• **Material provided**:
*** Block opens ***

//! Property tests for the normalizer and the program model.
//!
//! Two invariants matter to every downstream stage:
//! - normalization + hydration + canonical-rule injection is idempotent;
//! - normalized programs survive a serialize/deserialize round trip.

use proptest::prelude::*;
use serde_json::json;

use civilex::program::canonical::ensure_canonical_query_rule;
use civilex::program::normalize::{hydrate, normalize_value, NormalizationStats};
use civilex::{LogicProgram, Ontology};

fn registry() -> Ontology {
    Ontology::load_default().expect("embedded catalogue must load")
}

/// Canonical predicate pool used by the generators (all registry-known).
const PREDICATES: &[&str] = &[
    "ContrattoValido",
    "Inadempimento",
    "DannoPatrimoniale",
    "BuonaFede",
    "PossessoContinuato",
    "Mora",
];

const CONSTANTS: &[(&str, &str)] = &[
    ("deb", "Debitore"),
    ("cred", "Creditore"),
    ("contratto", "Contratto"),
    ("tizio", "Soggetto"),
    ("fondo", "Bene"),
];

fn arb_atom() -> impl Strategy<Value = String> {
    let pred = prop::sample::select(PREDICATES.to_vec());
    let args = prop::collection::vec(
        prop::sample::select(CONSTANTS.iter().map(|(n, _)| *n).collect::<Vec<_>>()),
        0..3,
    );
    (pred, args).prop_map(|(pred, args)| {
        if args.is_empty() {
            pred.to_string()
        } else {
            format!("{}({})", pred, args.join(", "))
        }
    })
}

fn arb_rule_string() -> impl Strategy<Value = String> {
    (arb_atom(), arb_atom()).prop_map(|(cond, concl)| format!("{cond} -> {concl}"))
}

/// Heterogeneous raw payloads the way LLMs actually emit them: facts as
/// name lists, axioms as bare strings, rules as arrow strings.
fn arb_raw_program() -> impl Strategy<Value = serde_json::Value> {
    let facts = prop::collection::vec(prop::sample::select(PREDICATES.to_vec()), 0..4);
    let axioms = prop::collection::vec(arb_atom(), 0..4);
    let rules = prop::collection::vec(arb_rule_string(), 0..3);
    let query = prop::option::of(arb_atom());
    (facts, axioms, rules, query).prop_map(|(facts, axioms, rules, query)| {
        json!({
            "dsl_version": "2.1",
            "facts": facts,
            "axioms": axioms,
            "rules": rules,
            "query": query,
        })
    })
}

fn normalized(raw: &serde_json::Value, registry: &Ontology) -> LogicProgram {
    let (mut program, mut stats) = normalize_value(raw);
    hydrate(&mut program, registry, &mut stats);
    ensure_canonical_query_rule(&mut program, registry);
    program
}

proptest! {
    #![proptest_config(ProptestConfig::with_cases(64))]

    #[test]
    fn prop_normalization_is_idempotent(raw in arb_raw_program()) {
        let registry = registry();
        let mut once = normalized(&raw, &registry);

        let mut stats = NormalizationStats::default();
        hydrate(&mut once, &registry, &mut stats);
        ensure_canonical_query_rule(&mut once, &registry);

        let baseline = normalized(&raw, &registry);
        prop_assert_eq!(once, baseline);
    }

    #[test]
    fn prop_normalized_programs_round_trip(raw in arb_raw_program()) {
        let registry = registry();
        let program = normalized(&raw, &registry);
        let json = serde_json::to_string(&program).expect("serialize");
        let back: LogicProgram = serde_json::from_str(&json).expect("deserialize");
        prop_assert_eq!(back, program);
    }

    #[test]
    fn prop_every_used_predicate_is_declared(raw in arb_raw_program()) {
        let registry = registry();
        let program = normalized(&raw, &registry);
        for name in program.facts.keys() {
            prop_assert!(program.predicates.contains_key(name));
        }
        for def in program.predicates.values() {
            prop_assert_eq!(def.arity, def.sorts.len());
            for sort in &def.sorts {
                prop_assert!(program.sorts.contains_key(sort));
            }
        }
        for constant in program.constants.values() {
            prop_assert!(program.sorts.contains_key(&constant.sort));
        }
        prop_assert_eq!(program.dsl_version.as_str(), "2.1");
    }
}
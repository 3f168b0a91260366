//! # Ontology Registry
//!
//! Canonical sorts and predicates for the Italian civil-law domain.
//! The registry is loaded once from the embedded YAML catalogue and is
//! read-only afterwards; pipeline components receive a shared handle
//! instead of reading process globals.

pub mod aliases;

use std::collections::BTreeMap;

use serde::{Deserialize, Serialize};
use thiserror::Error;

use self::aliases::{MANUAL_PREDICATE_ALIASES, MANUAL_SORT_ALIASES};

/// Canonical DSL version accepted by the whole pipeline.
pub const DSL_VERSION: &str = "2.1";

/// Logical keywords that must never be treated as predicate names.
pub const LOGICAL_KEYWORDS: &[&str] = &[
    "and", "or", "not", "implies", "true", "false", "forall", "exists",
];

/// Returns true when `name` is a reserved logical keyword.
pub fn is_logical_keyword(name: &str) -> bool {
    let lower = name.to_ascii_lowercase();
    LOGICAL_KEYWORDS.contains(&lower.as_str())
}

/// Declaration of a sort in the ontology tree.
#[derive(Debug, Clone, Serialize, Deserialize)]
pub struct SortSpec {
    /// Parent sort; absent for roots (which resolve to `Entity`).
    #[serde(default, skip_serializing_if = "Option::is_none")]
    pub extends: Option<String>,

    #[serde(default)]
    pub description: String,

    /// Optional enumerated values; sorts carrying them become tagged
    /// datatypes in the solver type mapper.
    #[serde(default, skip_serializing_if = "Vec::is_empty")]
    pub values: Vec<String>,
}

/// Declaration of a predicate with its typed argument list.
#[derive(Debug, Clone, Serialize, Deserialize)]
pub struct PredicateSpec {
    /// Ordered argument sorts; arity is implied by the length.
    #[serde(default)]
    pub sorts: Vec<String>,

    #[serde(default)]
    pub description: String,

    #[serde(default)]
    pub synonyms: Vec<String>,
}

impl PredicateSpec {
    pub fn arity(&self) -> usize {
        self.sorts.len()
    }
}

#[derive(Debug, Deserialize)]
struct OntologyDocument {
    #[serde(default)]
    sorts: BTreeMap<String, SortSpec>,
    #[serde(default)]
    predicates: BTreeMap<String, PredicateSpec>,
}

/// Errors raised while loading the ontology catalogue.
#[derive(Error, Debug)]
pub enum OntologyError {
    #[error("YAML error: {0}")]
    Yaml(#[from] serde_yaml::Error),

    #[error("Predicate '{predicate}' references undeclared sort '{sort}'")]
    UnknownArgumentSort { predicate: String, sort: String },

    #[error("Synonym '{synonym}' is declared by both '{first}' and '{second}'")]
    DuplicateSynonym {
        synonym: String,
        first: String,
        second: String,
    },
}

/// The process-wide registry of canonical sorts and predicates.
///
/// Lookups never fail loudly: unknown names are returned verbatim so the
/// guardrail (not the resolver) decides what is an error.
#[derive(Debug, Clone)]
pub struct Ontology {
    sorts: BTreeMap<String, SortSpec>,
    predicates: BTreeMap<String, PredicateSpec>,
    sort_aliases: BTreeMap<String, String>,
    predicate_aliases: BTreeMap<String, String>,
    /// Parent-resolved base sort per declared sort (inheritance flattened
    /// at load time; cycles collapse to `Entity`).
    resolved_bases: BTreeMap<String, String>,
}

const EMBEDDED_CATALOGUE: &str = include_str!("../../resources/ontology/legal_it.yaml");

impl Ontology {
    /// Load the embedded Italian civil-law catalogue.
    pub fn load_default() -> Result<Self, OntologyError> {
        Self::from_yaml(EMBEDDED_CATALOGUE)
    }

    /// Parse a YAML catalogue and build the alias maps.
    pub fn from_yaml(source: &str) -> Result<Self, OntologyError> {
        let doc: OntologyDocument = serde_yaml::from_str(source)?;

        for (name, spec) in &doc.predicates {
            for sort in &spec.sorts {
                if !doc.sorts.contains_key(sort) {
                    return Err(OntologyError::UnknownArgumentSort {
                        predicate: name.clone(),
                        sort: sort.clone(),
                    });
                }
            }
        }

        let mut sort_aliases = BTreeMap::new();
        for (name, spec) in &doc.sorts {
            sort_aliases.insert(name.to_lowercase(), name.clone());
            let desc = spec.description.trim().to_lowercase();
            if !desc.is_empty() {
                sort_aliases.insert(desc, name.clone());
            }
        }
        for (alias, canonical) in MANUAL_SORT_ALIASES {
            sort_aliases.insert((*alias).to_lowercase(), (*canonical).to_string());
        }

        let mut predicate_aliases = BTreeMap::new();
        let mut synonym_owner: BTreeMap<String, String> = BTreeMap::new();
        for (name, spec) in &doc.predicates {
            predicate_aliases.insert(name.to_lowercase(), name.clone());
            for synonym in &spec.synonyms {
                let key = synonym.trim().to_lowercase();
                if key.is_empty() {
                    continue;
                }
                if let Some(owner) = synonym_owner.get(&key) {
                    if owner != name {
                        return Err(OntologyError::DuplicateSynonym {
                            synonym: synonym.clone(),
                            first: owner.clone(),
                            second: name.clone(),
                        });
                    }
                }
                synonym_owner.insert(key.clone(), name.clone());
                predicate_aliases.insert(key, name.clone());
            }
        }
        for (alias, canonical) in MANUAL_PREDICATE_ALIASES {
            predicate_aliases.insert((*alias).to_lowercase(), (*canonical).to_string());
        }

        let resolved_bases = flatten_sort_tree(&doc.sorts);

        Ok(Ontology {
            sorts: doc.sorts,
            predicates: doc.predicates,
            sort_aliases,
            predicate_aliases,
            resolved_bases,
        })
    }

    /// Resolve a raw sort name to its canonical form.
    ///
    /// Falls back to substring heuristics for common free-text phrasings
    /// and returns the input verbatim when nothing matches.
    pub fn resolve_sort(&self, raw: &str) -> String {
        let key = raw.trim();
        if key.is_empty() {
            return "Entity".to_string();
        }
        if let Some(canonical) = self.sort_aliases.get(&key.to_lowercase()) {
            return canonical.clone();
        }
        let lowered = key.to_lowercase();
        if lowered.contains("obbligat") {
            return "Debitore".to_string();
        }
        if lowered.contains("titolare") || lowered.contains("creditor") {
            return "Creditore".to_string();
        }
        if lowered.contains("accordo") || lowered.contains("contratt") {
            return "Contratto".to_string();
        }
        key.to_string()
    }

    /// Resolve a raw predicate name to its canonical form.
    pub fn resolve_predicate(&self, raw: &str) -> String {
        let key = raw.trim();
        if key.is_empty() {
            return String::new();
        }
        self.predicate_aliases
            .get(&key.to_lowercase())
            .cloned()
            .unwrap_or_else(|| key.to_string())
    }

    /// Canonical signature `(arity, arg_sorts)` for a predicate, if known.
    pub fn signature(&self, name: &str) -> Option<(usize, Vec<String>)> {
        let canonical = self.resolve_predicate(name);
        self.predicates
            .get(&canonical)
            .map(|spec| (spec.arity(), spec.sorts.clone()))
    }

    pub fn has_sort(&self, name: &str) -> bool {
        self.sorts.contains_key(name)
    }

    pub fn has_predicate(&self, name: &str) -> bool {
        self.predicates.contains_key(name)
    }

    pub fn sort_spec(&self, name: &str) -> Option<&SortSpec> {
        self.sorts.get(name)
    }

    pub fn predicate_spec(&self, name: &str) -> Option<&PredicateSpec> {
        self.predicates.get(name)
    }

    /// Parent sort of `name` as declared, or `None` for roots.
    pub fn parent_sort(&self, name: &str) -> Option<&str> {
        self.sorts
            .get(name)
            .and_then(|s| s.extends.as_deref())
    }

    /// Root of the inheritance chain for `name` (flattened at load time).
    pub fn base_sort(&self, name: &str) -> &str {
        self.resolved_bases
            .get(name)
            .map(String::as_str)
            .unwrap_or("Entity")
    }

    pub fn sorts(&self) -> &BTreeMap<String, SortSpec> {
        &self.sorts
    }

    pub fn predicates(&self) -> &BTreeMap<String, PredicateSpec> {
        &self.predicates
    }
}

/// Walk each inheritance chain up to its root, guarding against cycles.
fn flatten_sort_tree(sorts: &BTreeMap<String, SortSpec>) -> BTreeMap<String, String> {
    let mut resolved = BTreeMap::new();
    for name in sorts.keys() {
        let mut current = name.as_str();
        let mut hops = 0;
        loop {
            match sorts.get(current).and_then(|s| s.extends.as_deref()) {
                Some(parent) if hops < sorts.len() => {
                    current = parent;
                    hops += 1;
                }
                _ => break,
            }
        }
        let base = if hops >= sorts.len() { "Entity" } else { current };
        resolved.insert(name.clone(), base.to_string());
    }
    resolved
}

#[cfg(test)]
mod tests {
    use super::*;

    fn registry() -> Ontology {
        Ontology::load_default().expect("embedded catalogue must parse")
    }

    #[test]
    fn test_load_default_catalogue() {
        let ont = registry();
        assert!(ont.has_sort("Debitore"));
        assert!(ont.has_predicate("ResponsabilitaContrattuale"));
    }

    #[test]
    fn test_resolve_sort_alias_and_heuristics() {
        let ont = registry();
        assert_eq!(ont.resolve_sort("debitore"), "Debitore");
        assert_eq!(ont.resolve_sort("soggetto obbligato all'adempimento"), "Debitore");
        assert_eq!(ont.resolve_sort("parte titolare del credito"), "Creditore");
        assert_eq!(ont.resolve_sort("un accordo qualsiasi"), "Contratto");
        assert_eq!(ont.resolve_sort(""), "Entity");
        // Unknown names come back verbatim.
        assert_eq!(ont.resolve_sort("Astronave"), "Astronave");
    }

    #[test]
    fn test_resolve_predicate_synonyms() {
        let ont = registry();
        assert_eq!(ont.resolve_predicate("possessopacifico"), "PossessoPubblico");
        assert_eq!(ont.resolve_predicate("duratapossesso20anni"), "DurataPossesso");
        assert_eq!(ont.resolve_predicate("mancato adempimento"), "Inadempimento");
        assert_eq!(ont.resolve_predicate("Sconosciuto"), "Sconosciuto");
    }

    #[test]
    fn test_resolution_is_idempotent() {
        let ont = registry();
        for raw in ["possessopacifico", "Debitore", "NonEsiste"] {
            let once = ont.resolve_predicate(raw);
            assert_eq!(ont.resolve_predicate(&once), once);
        }
        for raw in ["soggetto debitore", "Contratto", "NonEsiste"] {
            let once = ont.resolve_sort(raw);
            assert_eq!(ont.resolve_sort(&once), once);
        }
    }

    #[test]
    fn test_signature_lookup() {
        let ont = registry();
        let (arity, sorts) = ont.signature("ResponsabilitaContrattuale").expect("known");
        assert_eq!(arity, 3);
        assert_eq!(sorts, vec!["Debitore", "Creditore", "Contratto"]);
        assert!(ont.signature("Inesistente").is_none());
    }

    #[test]
    fn test_base_sort_flattening() {
        let ont = registry();
        // Professionista extends Debitore extends Soggetto.
        assert_eq!(ont.base_sort("Professionista"), "Soggetto");
        assert_eq!(ont.base_sort("Entity"), "Entity");
        assert_eq!(ont.base_sort("MaiVisto"), "Entity");
    }
}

*** Block closes ***

Transcribe, exactly as written, all lines of the entries above from the first to the one containing "use serde_json::json;", and no more.

//! Property tests for the normalizer and the program model.
//!
//! Two invariants matter to every downstream stage:
//! - normalization + hydration + canonical-rule injection is idempotent;
//! - normalized programs survive a serialize/deserialize round trip.

use proptest::prelude::*;
use serde_json::json;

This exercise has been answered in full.